Start of Supplied information

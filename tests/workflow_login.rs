//! Integration tests for the complete login workflows.
//!
//! Tests the full chain of operations for:
//! - Terminal-access login with a professional ID
//! - Enrollment with a blank ID
//! - Blocked input and retry
//! - Abort and exactly-once delivery guarantees

mod common;

use common::{fast_authenticator, run_to_completion};
use polaris_login::auth::{ScanKind, FALLBACK_ID, PLACEHOLDER_NAME, PLACEHOLDER_ROLE};
use polaris_login::ui::{AuthPhase, LoginEvent, LoginState, Mode, MISSING_ID_WARNING};
use polaris_login::utils::TextInput;
use std::time::Instant;

// ============================================================================
// TERMINAL ACCESS - HAPPY PATH
// ============================================================================

#[test]
fn terminal_access_fingerprint_delivers_typed_id() {
    // Given: an operator who typed an ID
    let mut state = LoginState::new();
    state.identifier = TextInput::with_text("ID-0001");

    // When: the fingerprint scan runs to completion
    let start = Instant::now();
    assert!(state.start_scan(ScanKind::Fingerprint, &fast_authenticator(), start));
    assert_eq!(state.phase, AuthPhase::Scanning(ScanKind::Fingerprint));
    let events = run_to_completion(&mut state, start);

    // Then: both phases fire in order and the payload carries the ID
    assert_eq!(events.len(), 2);
    assert_eq!(events[0], LoginEvent::ScanComplete);
    match &events[1] {
        LoginEvent::Authenticated(payload) => {
            assert_eq!(payload.id, "ID-0001");
            assert_eq!(payload.name, PLACEHOLDER_NAME);
            assert_eq!(payload.role, PLACEHOLDER_ROLE);
        }
        other => panic!("expected Authenticated, got {other:?}"),
    }
}

#[test]
fn surrounding_whitespace_is_trimmed_from_the_id() {
    let mut state = LoginState::new();
    state.identifier = TextInput::with_text("  ID-0001  ");

    let start = Instant::now();
    assert!(state.start_scan(ScanKind::Face, &fast_authenticator(), start));
    let events = run_to_completion(&mut state, start);

    match events.last() {
        Some(LoginEvent::Authenticated(payload)) => assert_eq!(payload.id, "ID-0001"),
        other => panic!("expected Authenticated, got {other:?}"),
    }
}

#[test]
fn passphrase_is_decorative_and_never_reaches_the_payload() {
    let mut state = LoginState::new();
    state.identifier = TextInput::with_text("ID-0001");
    state.passphrase = TextInput::with_text("hunter2");

    let start = Instant::now();
    assert!(state.start_scan(ScanKind::Face, &fast_authenticator(), start));
    let events = run_to_completion(&mut state, start);

    match events.last() {
        Some(LoginEvent::Authenticated(payload)) => {
            assert_eq!(payload.id, "ID-0001");
            assert_eq!(payload.name, PLACEHOLDER_NAME);
            assert_eq!(payload.role, PLACEHOLDER_ROLE);
        }
        other => panic!("expected Authenticated, got {other:?}"),
    }
}

// ============================================================================
// TERMINAL ACCESS - BLOCKED INPUT
// ============================================================================

#[test]
fn blank_id_raises_warning_and_retry_succeeds_after_dismissal() {
    // Given: a blank ID field
    let mut state = LoginState::new();

    // When: the operator triggers a scan
    let start = Instant::now();
    assert!(!state.start_scan(ScanKind::Face, &fast_authenticator(), start));

    // Then: the warning blocks, nothing was armed
    assert_eq!(state.warning, Some(MISSING_ID_WARNING));
    assert_eq!(state.phase, AuthPhase::Idle);
    assert!(run_to_completion(&mut state, start).is_empty());

    // When: the warning is dismissed and an ID is entered
    state.dismiss_warning();
    state.identifier = TextInput::with_text("ID-0002");
    let retry = Instant::now();
    assert!(state.start_scan(ScanKind::Face, &fast_authenticator(), retry));

    // Then: the retry completes normally
    let events = run_to_completion(&mut state, retry);
    assert!(matches!(events.last(), Some(LoginEvent::Authenticated(_))));
}

#[test]
fn whitespace_only_id_is_treated_as_blank() {
    let mut state = LoginState::new();
    state.identifier = TextInput::with_text("   ");

    assert!(!state.start_scan(ScanKind::Fingerprint, &fast_authenticator(), Instant::now()));
    assert_eq!(state.warning, Some(MISSING_ID_WARNING));
}

// ============================================================================
// ENROLLMENT
// ============================================================================

#[test]
fn enrollment_with_blank_id_reports_the_fallback_clinician() {
    // Given: enrollment mode, nothing typed
    let mut state = LoginState::new();
    state.toggle_mode();
    assert_eq!(state.mode, Mode::Enrollment);

    // When: the face scan runs to completion
    let start = Instant::now();
    assert!(state.start_scan(ScanKind::Face, &fast_authenticator(), start));
    let events = run_to_completion(&mut state, start);

    // Then: the payload uses the fallback identifier
    match events.last() {
        Some(LoginEvent::Authenticated(payload)) => {
            assert_eq!(payload.id, FALLBACK_ID);
            assert_eq!(payload.role, PLACEHOLDER_ROLE);
        }
        other => panic!("expected Authenticated, got {other:?}"),
    }
}

#[test]
fn enrollment_keeps_a_typed_id() {
    let mut state = LoginState::new();
    state.toggle_mode();
    state.identifier = TextInput::with_text("ID-0003");

    let start = Instant::now();
    assert!(state.start_scan(ScanKind::Fingerprint, &fast_authenticator(), start));
    let events = run_to_completion(&mut state, start);

    match events.last() {
        Some(LoginEvent::Authenticated(payload)) => assert_eq!(payload.id, "ID-0003"),
        other => panic!("expected Authenticated, got {other:?}"),
    }
}

#[test]
fn mode_toggle_round_trip_restores_terminal_access() {
    let mut state = LoginState::new();
    state.toggle_mode();
    state.toggle_mode();
    assert_eq!(state.mode, Mode::TerminalAccess);
}

#[test]
fn mode_is_locked_while_a_sequence_runs() {
    let mut state = LoginState::new();
    state.identifier = TextInput::with_text("ID-0001");
    state.start_scan(ScanKind::Face, &fast_authenticator(), Instant::now());

    state.toggle_mode();
    assert_eq!(state.mode, Mode::TerminalAccess);
}

// ============================================================================
// ABORT AND DELIVERY GUARANTEES
// ============================================================================

#[test]
fn abort_mid_scan_never_delivers_a_payload() {
    let mut state = LoginState::new();
    state.identifier = TextInput::with_text("ID-0001");

    let start = Instant::now();
    state.start_scan(ScanKind::Face, &fast_authenticator(), start);
    state.reset();

    // Ticking far past both deadlines yields nothing.
    assert!(run_to_completion(&mut state, start).is_empty());
    assert_eq!(state.phase, AuthPhase::Idle);
}

#[test]
fn abort_during_transition_never_delivers_a_payload() {
    let mut state = LoginState::new();
    state.identifier = TextInput::with_text("ID-0001");

    let start = Instant::now();
    state.start_scan(ScanKind::Face, &fast_authenticator(), start);

    // Let the scan phase fire, then abort during the transition.
    let scan_done = start + std::time::Duration::from_millis(common::SCAN_MS);
    assert_eq!(state.tick(scan_done), Some(LoginEvent::ScanComplete));
    state.reset();

    assert!(run_to_completion(&mut state, scan_done).is_empty());
}

#[test]
fn payload_is_delivered_exactly_once() {
    let mut state = LoginState::new();
    state.identifier = TextInput::with_text("ID-0001");

    let start = Instant::now();
    state.start_scan(ScanKind::Fingerprint, &fast_authenticator(), start);
    let events = run_to_completion(&mut state, start);

    let deliveries = events
        .iter()
        .filter(|e| matches!(e, LoginEvent::Authenticated(_)))
        .count();
    assert_eq!(deliveries, 1);

    // A fresh sequence delivers again; the guarantee is per sequence.
    state.reset();
    let again = Instant::now();
    assert!(state.start_scan(ScanKind::Face, &fast_authenticator(), again));
    let events = run_to_completion(&mut state, again);
    assert!(matches!(events.last(), Some(LoginEvent::Authenticated(_))));
}

#[test]
fn concurrent_triggers_start_only_one_sequence() {
    let mut state = LoginState::new();
    state.identifier = TextInput::with_text("ID-0001");

    let start = Instant::now();
    assert!(state.start_scan(ScanKind::Face, &fast_authenticator(), start));
    assert!(!state.start_scan(ScanKind::Fingerprint, &fast_authenticator(), start));
    assert!(!state.start_scan(ScanKind::Face, &fast_authenticator(), start));

    let events = run_to_completion(&mut state, start);
    assert_eq!(events.len(), 2);
    assert_eq!(state.phase, AuthPhase::Succeeded);
}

End of Supplied information

- **Aim of the exercise**:
Your answer should consist of each line above in which "common" appears.

- **Completed exercise**:
mod common;
use common::{fast_authenticator, run_to_completion};
    let scan_done = start + std::time::Duration::from_millis(common::SCAN_MS);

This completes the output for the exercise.